* Exercise objective
Write only how many lines in this data include "requested".

* Data records
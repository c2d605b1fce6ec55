//! Grok family adapter.
//!
//! Grok models emit tool calls as inline XML (`<xai:function_call …>`)
//! instead of the structured channel. The adapter buffers streamed text,
//! lifts complete elements into tool calls, and keeps partial opening tags
//! out of the client-visible stream until they either complete or prove to
//! be plain text.

use std::sync::LazyLock;

use regex::Regex;
use serde_json::{Value, json};

use super::{Adapter, ProcessedText};
use crate::{
    protocol::{anthropic::MessagesRequest, openai::ChatRequest},
    recovery::ExtractedToolCall,
};

static FUNCTION_CALL: LazyLock<Regex> = LazyLock::new(|| {
    Regex::new(r#"(?s)<xai:function_call\s+name="([^"]+)"\s*>(.*?)</xai:function_call>"#).expect("valid regex")
});
static PARAMETER: LazyLock<Regex> = LazyLock::new(|| {
    Regex::new(r#"(?s)<xai:parameter\s+name="([^"]+)"\s*>(.*?)</xai:parameter>"#).expect("valid regex")
});

/// Reasoning-effort threshold: at or above this budget Grok minis get `high`.
const EFFORT_THRESHOLD: u32 = 20_000;

#[derive(Debug, Default)]
pub struct GrokAdapter {
    xml_buffer: String,
}

impl Adapter for GrokAdapter {
    fn name(&self) -> &'static str {
        "grok"
    }

    fn should_handle(&self, model_id: &str) -> bool {
        model_id.contains("grok")
    }

    fn reset(&mut self) {
        self.xml_buffer.clear();
    }

    fn prepare_openai(&self, outbound: &mut ChatRequest, original: &MessagesRequest) {
        // Only the minis take a reasoning dial; everyone else just drops the
        // thinking request on the floor.
        if !outbound.model.contains("mini") {
            return;
        }

        if let Some(budget) = original.thinking_budget() {
            let effort = if budget >= EFFORT_THRESHOLD { "high" } else { "low" };
            outbound
                .extra
                .insert("reasoning_effort".to_string(), json!(effort));
        }
    }

    fn process_text(&mut self, chunk: &str, _accumulated: &str) -> ProcessedText {
        self.xml_buffer.push_str(chunk);

        let mut extracted = Vec::new();
        let mut remaining = std::mem::take(&mut self.xml_buffer);

        // Lift every complete element out of the buffer.
        while let Some(caps) = FUNCTION_CALL.captures(&remaining) {
            let whole = caps.get(0).expect("capture 0 always present");
            let name = caps[1].to_string();
            extracted.push(ExtractedToolCall::new(name, parse_parameters(&caps[2])));

            let mut next = String::with_capacity(remaining.len() - whole.len());
            next.push_str(&remaining[..whole.start()]);
            next.push_str(&remaining[whole.end()..]);
            remaining = next;
        }

        // A partial opening tag stays buffered; text before it flows through.
        let cleaned = match remaining.find("<xai:") {
            Some(pos) => {
                let cleaned = remaining[..pos].to_string();
                self.xml_buffer = remaining[pos..].to_string();
                cleaned
            }
            None => remaining,
        };

        let was_transformed = !extracted.is_empty() || !self.xml_buffer.is_empty() || cleaned != chunk;

        ProcessedText {
            cleaned,
            extracted_tool_calls: extracted,
            was_transformed,
        }
    }

    fn flush(&mut self) -> Option<String> {
        // Whatever is still buffered never completed as XML; surface it as
        // plain text rather than dropping model output.
        let leftover = std::mem::take(&mut self.xml_buffer);
        (!leftover.is_empty()).then_some(leftover)
    }
}

/// Decodes `<xai:parameter>` values: JSON where it parses, string otherwise.
fn parse_parameters(body: &str) -> Value {
    let mut input = serde_json::Map::new();

    for caps in PARAMETER.captures_iter(body) {
        let key = caps[1].to_string();
        let raw = caps[2].trim();

        let value = serde_json::from_str::<Value>(raw).unwrap_or_else(|_| Value::String(raw.to_string()));
        input.insert(key, value);
    }

    Value::Object(input)
}

#[cfg(test)]
mod tests {
    use super::*;

    fn request() -> MessagesRequest {
        serde_json::from_value(serde_json::json!({
            "model": "grok-4-mini",
            "max_tokens": 1024,
            "messages": [{"role": "user", "content": "hi"}],
            "thinking": {"type": "enabled", "budget_tokens": 20000}
        }))
        .unwrap()
    }

    #[test]
    fn complete_element_becomes_a_tool_call() {
        let mut adapter = GrokAdapter::default();

        let result = adapter.process_text(
            r#"<xai:function_call name="Read"><xai:parameter name="file_path">/tmp/a</xai:parameter></xai:function_call>"#,
            "",
        );

        assert!(result.was_transformed);
        assert!(result.cleaned.is_empty());
        assert_eq!(result.extracted_tool_calls.len(), 1);
        assert_eq!(result.extracted_tool_calls[0].name, "Read");
        assert_eq!(result.extracted_tool_calls[0].input["file_path"], "/tmp/a");
    }

    #[test]
    fn element_split_across_chunks_is_reassembled() {
        let mut adapter = GrokAdapter::default();

        let first = adapter.process_text(r#"before <xai:function_call name="Bash"><xai:parameter name="command">l"#, "");
        assert_eq!(first.cleaned, "before ");
        assert!(first.extracted_tool_calls.is_empty());
        assert!(first.was_transformed);

        let second = adapter.process_text("s</xai:parameter></xai:function_call> after", "");
        assert_eq!(second.extracted_tool_calls.len(), 1);
        assert_eq!(second.extracted_tool_calls[0].input["command"], "ls");
        assert_eq!(second.cleaned, " after");
    }

    #[test]
    fn parameter_values_json_decode_when_possible() {
        let input = parse_parameters(
            r#"<xai:parameter name="count">3</xai:parameter><xai:parameter name="path">/tmp/a</xai:parameter>"#,
        );

        assert_eq!(input["count"], 3);
        assert_eq!(input["path"], "/tmp/a");
    }

    #[test]
    fn plain_text_passes_through_untouched() {
        let mut adapter = GrokAdapter::default();
        let result = adapter.process_text("just prose", "");

        assert_eq!(result.cleaned, "just prose");
        assert!(!result.was_transformed);
    }

    #[test]
    fn flush_returns_dangling_partial_tag() {
        let mut adapter = GrokAdapter::default();
        adapter.process_text("<xai:function_call name=\"Bash\">", "");

        assert_eq!(adapter.flush().as_deref(), Some("<xai:function_call name=\"Bash\">"));
        assert_eq!(adapter.flush(), None);
    }

    #[test]
    fn mini_models_map_budget_to_effort() {
        let adapter = GrokAdapter::default();
        let mut outbound = ChatRequest {
            model: "grok-4-mini".to_string(),
            ..Default::default()
        };

        adapter.prepare_openai(&mut outbound, &request());
        assert_eq!(outbound.extra["reasoning_effort"], "high");

        let mut low = request();
        low.thinking.as_mut().unwrap().budget_tokens = Some(4_000);
        let mut outbound = ChatRequest {
            model: "grok-4-mini".to_string(),
            ..Default::default()
        };
        adapter.prepare_openai(&mut outbound, &low);
        assert_eq!(outbound.extra["reasoning_effort"], "low");
    }

    #[test]
    fn non_mini_models_get_no_effort_field() {
        let adapter = GrokAdapter::default();
        let mut outbound = ChatRequest {
            model: "grok-4".to_string(),
            ..Default::default()
        };

        adapter.prepare_openai(&mut outbound, &request());
        assert!(outbound.extra.is_empty());
    }
}
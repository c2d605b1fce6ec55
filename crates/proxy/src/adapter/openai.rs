//! OpenAI reasoning-model adapter.
//!
//! Maps the Anthropic thinking budget onto `reasoning_effort`. Matched last
//! among the specific adapters because its pattern (`o1`, `o3`, `gpt-…`)
//! would otherwise shadow Grok minis and Gemini.

use std::sync::LazyLock;

use regex::Regex;
use serde_json::json;

use super::Adapter;
use crate::protocol::{anthropic::MessagesRequest, openai::ChatRequest};

static MODEL_PATTERN: LazyLock<Regex> =
    LazyLock::new(|| Regex::new(r"^(?:gpt-|o[0-9](?:-|$)|chatgpt)").expect("valid regex"));

#[derive(Debug, Default)]
pub struct OpenAiAdapter;

impl Adapter for OpenAiAdapter {
    fn name(&self) -> &'static str {
        "openai"
    }

    fn should_handle(&self, model_id: &str) -> bool {
        MODEL_PATTERN.is_match(model_id) || model_id.starts_with("openai/")
    }

    fn reset(&mut self) {}

    fn prepare_openai(&self, outbound: &mut ChatRequest, original: &MessagesRequest) {
        if original.thinking.is_none() {
            return;
        }

        let effort = match original.thinking_budget() {
            Some(budget) if budget < 4_000 => "minimal",
            Some(budget) if budget < 16_000 => "low",
            Some(budget) if budget < 32_000 => "medium",
            Some(_) => "high",
            None => "medium",
        };

        outbound
            .extra
            .insert("reasoning_effort".to_string(), json!(effort));
    }
}
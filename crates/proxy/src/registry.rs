//! Provider registry and model-name resolution.
//!
//! A static table of provider descriptors plus the resolution rules that map
//! a requested model string to exactly one provider. Resolution never
//! consults the environment; a missing credential only surfaces when the
//! selected handler actually runs.

use config::LocalEndpoints;
use url::Url;

/// Upstream wire dialect.
#[derive(Debug, Clone, Copy, PartialEq, Eq)]
pub enum Dialect {
    /// `POST <base><api_path>` chat/completions.
    OpenAi,
    /// Native Gemini `streamGenerateContent`.
    Gemini,
    /// Anthropic Messages, native or aggregator-hosted.
    Anthropic,
}

/// What a provider's models can do.
#[derive(Debug, Clone, Copy)]
pub struct Capabilities {
    pub tools: bool,
    pub vision: bool,
    pub streaming: bool,
    pub json_mode: bool,
    pub reasoning: bool,
    /// Server only understands plain-string message content: no image
    /// parts, no `tool` role.
    pub simple_format: bool,
}

impl Capabilities {
    const FULL: Capabilities = Capabilities {
        tools: true,
        vision: true,
        streaming: true,
        json_mode: true,
        reasoning: true,
        simple_format: false,
    };

    const LOCAL: Capabilities = Capabilities {
        tools: true,
        vision: false,
        streaming: true,
        json_mode: false,
        reasoning: true,
        simple_format: false,
    };
}

/// A single upstream provider.
#[derive(Debug, Clone)]
pub struct ProviderDescriptor {
    /// Stable name, also the pricing-table family key.
    pub name: &'static str,
    pub base_url: String,
    /// Path appended to `base_url` for completions.
    pub api_path: &'static str,
    /// Model-name prefixes this provider claims. The prefix is stripped
    /// before the remainder is sent upstream.
    pub prefixes: &'static [&'static str],
    /// Environment variable holding the credential, if one is needed.
    pub cred_env: Option<&'static str>,
    /// Where to obtain a credential; shown in the missing-credential error.
    pub hint_url: &'static str,
    pub dialect: Dialect,
    pub capabilities: Capabilities,
    /// True for servers on this machine: no credential, generous timeouts.
    pub local: bool,
    /// True when the server understands Ollama's `options` extension.
    pub ollama_options: bool,
}

/// Outcome of resolving a requested model string.
#[derive(Debug, Clone)]
pub struct Route {
    pub provider: ProviderDescriptor,
    /// Model name with the provider prefix stripped.
    pub model_name: String,
}

/// The static provider table.
pub struct Registry {
    providers: Vec<ProviderDescriptor>,
    anthropic: ProviderDescriptor,
    aggregator: ProviderDescriptor,
}

impl Registry {
    pub fn new(endpoints: &LocalEndpoints) -> Self {
        let anthropic = ProviderDescriptor {
            name: "anthropic",
            base_url: "https://api.anthropic.com".to_string(),
            api_path: "/v1/messages",
            prefixes: &[],
            cred_env: Some("ANTHROPIC_API_KEY"),
            hint_url: "https://console.anthropic.com/settings/keys",
            dialect: Dialect::Anthropic,
            capabilities: Capabilities::FULL,
            local: false,
            ollama_options: false,
        };

        let aggregator = ProviderDescriptor {
            name: "openrouter",
            base_url: "https://openrouter.ai/api".to_string(),
            api_path: "/v1/chat/completions",
            prefixes: &["or/"],
            cred_env: Some("OPENROUTER_API_KEY"),
            hint_url: "https://openrouter.ai/keys",
            dialect: Dialect::OpenAi,
            capabilities: Capabilities::FULL,
            local: false,
            ollama_options: false,
        };

        let providers = vec![
            ProviderDescriptor {
                name: "ollama",
                base_url: endpoints.ollama.clone(),
                api_path: "/v1/chat/completions",
                prefixes: &["ollama/", "ollama:"],
                cred_env: None,
                hint_url: "https://ollama.com/download",
                dialect: Dialect::OpenAi,
                capabilities: Capabilities::LOCAL,
                local: true,
                ollama_options: true,
            },
            ProviderDescriptor {
                name: "lmstudio",
                base_url: endpoints.lmstudio.clone(),
                api_path: "/v1/chat/completions",
                prefixes: &["lmstudio/", "lmstudio:", "mlstudio/"],
                cred_env: None,
                hint_url: "https://lmstudio.ai",
                dialect: Dialect::OpenAi,
                capabilities: Capabilities::LOCAL,
                local: true,
                ollama_options: false,
            },
            ProviderDescriptor {
                name: "vllm",
                base_url: endpoints.vllm.clone(),
                api_path: "/v1/chat/completions",
                prefixes: &["vllm/"],
                cred_env: None,
                hint_url: "https://docs.vllm.ai",
                dialect: Dialect::OpenAi,
                capabilities: Capabilities::LOCAL,
                local: true,
                ollama_options: false,
            },
            ProviderDescriptor {
                name: "mlx",
                base_url: endpoints.mlx.clone(),
                api_path: "/v1/chat/completions",
                prefixes: &["mlx/"],
                cred_env: None,
                hint_url: "https://github.com/ml-explore/mlx-lm",
                dialect: Dialect::OpenAi,
                capabilities: Capabilities {
                    simple_format: true,
                    ..Capabilities::LOCAL
                },
                local: true,
                ollama_options: false,
            },
            ProviderDescriptor {
                name: "google",
                base_url: "https://generativelanguage.googleapis.com".to_string(),
                api_path: "/v1beta/models",
                prefixes: &["g/", "gemini/"],
                cred_env: Some("GEMINI_API_KEY"),
                hint_url: "https://aistudio.google.com/apikey",
                dialect: Dialect::Gemini,
                capabilities: Capabilities::FULL,
                local: false,
                ollama_options: false,
            },
            ProviderDescriptor {
                name: "openai",
                base_url: "https://api.openai.com".to_string(),
                api_path: "/v1/chat/completions",
                prefixes: &["oai/"],
                cred_env: Some("OPENAI_API_KEY"),
                hint_url: "https://platform.openai.com/api-keys",
                dialect: Dialect::OpenAi,
                capabilities: Capabilities::FULL,
                local: false,
                ollama_options: false,
            },
            aggregator.clone(),
            ProviderDescriptor {
                name: "minimax",
                base_url: "https://api.minimax.io".to_string(),
                api_path: "/anthropic/v1/messages",
                prefixes: &["mmax/", "mm/"],
                cred_env: Some("MINIMAX_API_KEY"),
                hint_url: "https://platform.minimax.io",
                dialect: Dialect::Anthropic,
                capabilities: Capabilities::FULL,
                local: false,
                ollama_options: false,
            },
            ProviderDescriptor {
                name: "moonshot",
                base_url: "https://api.moonshot.ai".to_string(),
                api_path: "/anthropic/v1/messages",
                prefixes: &["kimi/", "moonshot/"],
                cred_env: Some("MOONSHOT_API_KEY"),
                hint_url: "https://platform.moonshot.ai",
                dialect: Dialect::Anthropic,
                capabilities: Capabilities::FULL,
                local: false,
                ollama_options: false,
            },
            ProviderDescriptor {
                name: "zhipu",
                base_url: "https://open.bigmodel.cn/api/paas/v4".to_string(),
                api_path: "/chat/completions",
                prefixes: &["glm/", "zhipu/"],
                cred_env: Some("ZHIPU_API_KEY"),
                hint_url: "https://open.bigmodel.cn",
                dialect: Dialect::OpenAi,
                capabilities: Capabilities::FULL,
                local: false,
                ollama_options: false,
            },
        ];

        Self {
            providers,
            anthropic,
            aggregator,
        }
    }

    /// Forces the Anthropic-native route regardless of prefixes. Observer
    /// mode uses this to pass every request through untouched.
    pub fn anthropic_route(&self, model: &str) -> Route {
        Route {
            provider: self.anthropic.clone(),
            model_name: model.to_string(),
        }
    }

    /// Resolves a requested model string to exactly one provider.
    ///
    /// Order: URL-pinned local server, literal prefix match, `/`-containing
    /// names fall back to the aggregator, anything else goes to Anthropic.
    pub fn resolve(&self, model: &str) -> Route {
        if model.starts_with("http://") || model.starts_with("https://") {
            if let Some(route) = self.resolve_pinned_url(model) {
                return route;
            }
            log::warn!("Unparsable model URL '{model}', falling back to prefix resolution");
        }

        for provider in &self.providers {
            for prefix in provider.prefixes {
                if let Some(rest) = model.strip_prefix(prefix) {
                    return Route {
                        provider: provider.clone(),
                        model_name: rest.to_string(),
                    };
                }
            }
        }

        if model.contains('/') {
            return Route {
                provider: self.aggregator.clone(),
                model_name: model.to_string(),
            };
        }

        Route {
            provider: self.anthropic.clone(),
            model_name: model.to_string(),
        }
    }

    /// `http://host:port/path/model` pins an ad-hoc OpenAI-compatible server.
    fn resolve_pinned_url(&self, model: &str) -> Option<Route> {
        let url = Url::parse(model).ok()?;
        let host = url.host_str()?;

        let model_name = url
            .path_segments()
            .and_then(|mut segments| segments.next_back())
            .filter(|segment| !segment.is_empty())?
            .to_string();

        let base_url = match url.port() {
            Some(port) => format!("{}://{host}:{port}", url.scheme()),
            None => format!("{}://{host}", url.scheme()),
        };

        Some(Route {
            provider: ProviderDescriptor {
                name: "custom",
                base_url,
                api_path: "/v1/chat/completions",
                prefixes: &[],
                cred_env: None,
                hint_url: "",
                dialect: Dialect::OpenAi,
                capabilities: Capabilities::LOCAL,
                local: true,
                ollama_options: false,
            },
            model_name,
        })
    }
}

#[cfg(test)]
mod tests {
    use super::*;

    fn registry() -> Registry {
        Registry::new(&LocalEndpoints::default())
    }

    #[test]
    fn prefix_resolution_strips_the_prefix() {
        let route = registry().resolve("ollama/qwen3:8b");
        assert_eq!(route.provider.name, "ollama");
        assert_eq!(route.model_name, "qwen3:8b");

        let route = registry().resolve("ollama:qwen3:8b");
        assert_eq!(route.provider.name, "ollama");
        assert_eq!(route.model_name, "qwen3:8b");
    }

    #[test]
    fn oai_prefix_does_not_collide_with_aggregator_namespace() {
        let direct = registry().resolve("oai/gpt-5");
        assert_eq!(direct.provider.name, "openai");
        assert_eq!(direct.model_name, "gpt-5");

        // `openai/...` is an aggregator namespace, not the direct API.
        let aggregated = registry().resolve("openai/gpt-5");
        assert_eq!(aggregated.provider.name, "openrouter");
        assert_eq!(aggregated.model_name, "openai/gpt-5");
    }

    #[test]
    fn gemini_prefixes_use_native_dialect() {
        for model in ["g/gemini-2.5-flash", "gemini/gemini-2.5-flash"] {
            let route = registry().resolve(model);
            assert_eq!(route.provider.name, "google");
            assert_eq!(route.provider.dialect, Dialect::Gemini);
            assert_eq!(route.model_name, "gemini-2.5-flash");
        }
    }

    #[test]
    fn anthropic_compatible_aggregators() {
        let route = registry().resolve("kimi/kimi-k2");
        assert_eq!(route.provider.name, "moonshot");
        assert_eq!(route.provider.dialect, Dialect::Anthropic);

        let route = registry().resolve("mm/MiniMax-M2");
        assert_eq!(route.provider.name, "minimax");
        assert_eq!(route.provider.api_path, "/anthropic/v1/messages");
    }

    #[test]
    fn slash_fallback_routes_to_aggregator() {
        let route = registry().resolve("meta-llama/llama-4-maverick");
        assert_eq!(route.provider.name, "openrouter");
        assert_eq!(route.model_name, "meta-llama/llama-4-maverick");
    }

    #[test]
    fn bare_names_route_to_anthropic() {
        let route = registry().resolve("claude-sonnet-4");
        assert_eq!(route.provider.name, "anthropic");
        assert_eq!(route.provider.dialect, Dialect::Anthropic);
        assert_eq!(route.model_name, "claude-sonnet-4");
    }

    #[test]
    fn url_pinned_model_synthesises_a_local_provider() {
        let route = registry().resolve("http://192.168.1.20:8080/v1/qwen3-coder");
        assert_eq!(route.provider.name, "custom");
        assert_eq!(route.provider.base_url, "http://192.168.1.20:8080");
        assert_eq!(route.model_name, "qwen3-coder");
        assert!(route.provider.local);
    }

    #[test]
    fn resolution_is_total() {
        for model in ["", "x", "a/b/c", "ollama/", "http://bad"] {
            // Never panics, always lands on some provider.
            let _ = registry().resolve(model);
        }
    }
}
use clap::Parser;
use tokio_util::sync::CancellationToken;

use crate::args::Args;

mod args;
mod logger;

#[tokio::main]
async fn main() -> anyhow::Result<()> {
    let args = Args::parse();

    logger::init(&args);
    log::info!("Claudish {}", env!("CARGO_PKG_VERSION"));

    let runtime = config::RuntimeConfig::from_env();
    let shutdown = CancellationToken::new();

    {
        let shutdown = shutdown.clone();
        tokio::spawn(async move {
            if tokio::signal::ctrl_c().await.is_ok() {
                log::info!("Shutting down");
                shutdown.cancel();
            }
        });
    }

    let (bound_sender, bound_receiver) = tokio::sync::oneshot::channel();

    let server = tokio::spawn(proxy::serve(proxy::ServeConfig {
        port: args.port,
        runtime,
        options: args.router_options(),
        shutdown,
        bound_addr_sender: Some(bound_sender),
    }));

    if let Ok(address) = bound_receiver.await {
        // The launcher reads this line to learn the ephemeral port.
        println!("CLAUDISH_LISTENING={address}");
    }

    server.await??;

    Ok(())
}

* Output below
3